Во время болезни к нему приходила мысль о том, как хорошо было бы теперь, приехавши домой, найти там жену, дочерей, которые уже одиннадцать лет назад уехали от него в Москву и стали чужими. Сделалось ясно, что нужно бы как-нибудь загладить это далекое прошлое, когда за службой, как за высокой стеной, не было видно жизни, когда совсем не думалось о смерти, когда важным и значительным обстоятельством считалось печатное предписание из министерства, когда огромным мучением казалась измена жены. Двумя звездочками горели глаза чужой, не его девочки, - жестоким нестерпимым огнем жгли простые слова: «папочка, мой папочка». Особенно бесило и волновало, что эта чужая девочка Соня, рожденная его женой от любовника Броцкого, очень любила его, как отца и горько, вздрагивая плечиками, плакала, когда он не пускал ее к себе в кабинет.
Как только Соня научилась писать, она присылала губернатору письма из Москвы. Их было тяжело читать. Начинались они так: «Дорогой мой и милый губернатор, папочка!» Перед самым отъездом в Наугейм (на курорт), дней за пять, он получил в заказном конверте кабинетный портрет. На фоне деревьев и какого-то смутно видного, очень высокого замка была снята девушка в длинном платье. Было странно, что голубоглазая чужая Соня выросла.
Старшая же дочь, Катя, его родная, похожая на мать, запомнила, вероятно, скандалы и ссоры, ненавидела отца, который на весь дом кричал и топал ногами. Письма от нее были холодные, редки и почти всегда только поздравляла с высокоторжественными праздниками.

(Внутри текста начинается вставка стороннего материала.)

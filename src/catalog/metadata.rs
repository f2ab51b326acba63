use super::{CatalogClient, CatalogError};
use crate::models::{AccessToken, Track};

pub const UNKNOWN_GENRE: &str = "Unknown";

/// Build the stored form of a track from the catalog.
///
/// Genres come from the primary artist, comma separated. A failed genre
/// lookup only degrades them to "Unknown"; a failed track lookup is an error.
pub async fn describe_track(
    catalog: &dyn CatalogClient,
    token: &AccessToken,
    track_id: &str,
) -> Result<Track, CatalogError> {
    let details = catalog.get_track(token, track_id).await?;
    let (artist_id, artist_name) = details.artist.unwrap_or_default();

    let genre = if artist_id.is_empty() {
        UNKNOWN_GENRE.to_string()
    } else {
        match catalog.artist_genres(token, &artist_id).await {
            Ok(genres) if !genres.is_empty() => genres.join(","),
            Ok(_) => UNKNOWN_GENRE.to_string(),
            Err(e) => {
                log::warn!("Genres of artist {} unavailable: {}", artist_id, e);
                UNKNOWN_GENRE.to_string()
            }
        }
    };

    Ok(Track {
        id: details.id,
        name: details.name,
        duration_ms: details.duration_ms,
        genre,
        artist_id,
        artist_name,
        artwork_url: details.artwork_url.unwrap_or_default(),
    })
}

Губернатору не хватало тех августовских сумерек, когда стоял вечно веселый шум, и этот самый, теперь немой, рояль играл под нежными пальцами волнующий, задумчивые вещи.
Теперь перед смертью он почувствовал правду жизни; Вот она где-то близко от него, но где она, - своим стариковским испорченным умом понять он не мог. «Я живу, как птица, у которой выкололи глаза» - мысленно рассказывал свои душевные терзания губернатор, беседуя с неродной дочерью Соней.
Образ губернатора, концу жизни осознавшего неминуемость кары за преступления против справедливости, человечности, добра, наполнен большим трагическим смыслом. Его разбуженная совесть обостренно видит, что он не защищал устои, где «втихаря драли натурой с купцов», оказываются хапуги, «растратчики казенных сумм», взяточники, лихоимцы.
Покинутый всеми, он в конце теряет и горячо любимую, хотя и не родную дочь – она погибает от тайных родов. Не выдержав всех ударов, губернатор умирает.
Все в повести достоверно и точно. В ней легко укладываются некоторые известные в истории края лица: губернатор – ставропольский губернатор Никифораки, ротмистр Клёйн – ротмистр Фридрихов, архиерей Герман – архиерей Агафадор.
Творчество И.Д.Сургучева отражало индивидуалистические настроения интеллигенции, пассивной, замкнувшейся в узкий мирок своих личных переживаний, во враждебной революционной борьбе.
Его герои – это большей частью люди, неудовлетворенные жизнью, мечущиеся в поисках личного счастья, лишенные общественных интересов.
Пессимистическую окрашенность творчеству Ильи Дмитриевича придавали идеи о неизбежности смерти, о необходимости «поверить в смерть» для того, чтобы найти ключ к полноценной жизни, к ее переустройству.
Для Ильи Сургучева характерен крайний психологизм и своеобразная импрессионистическая манера письма.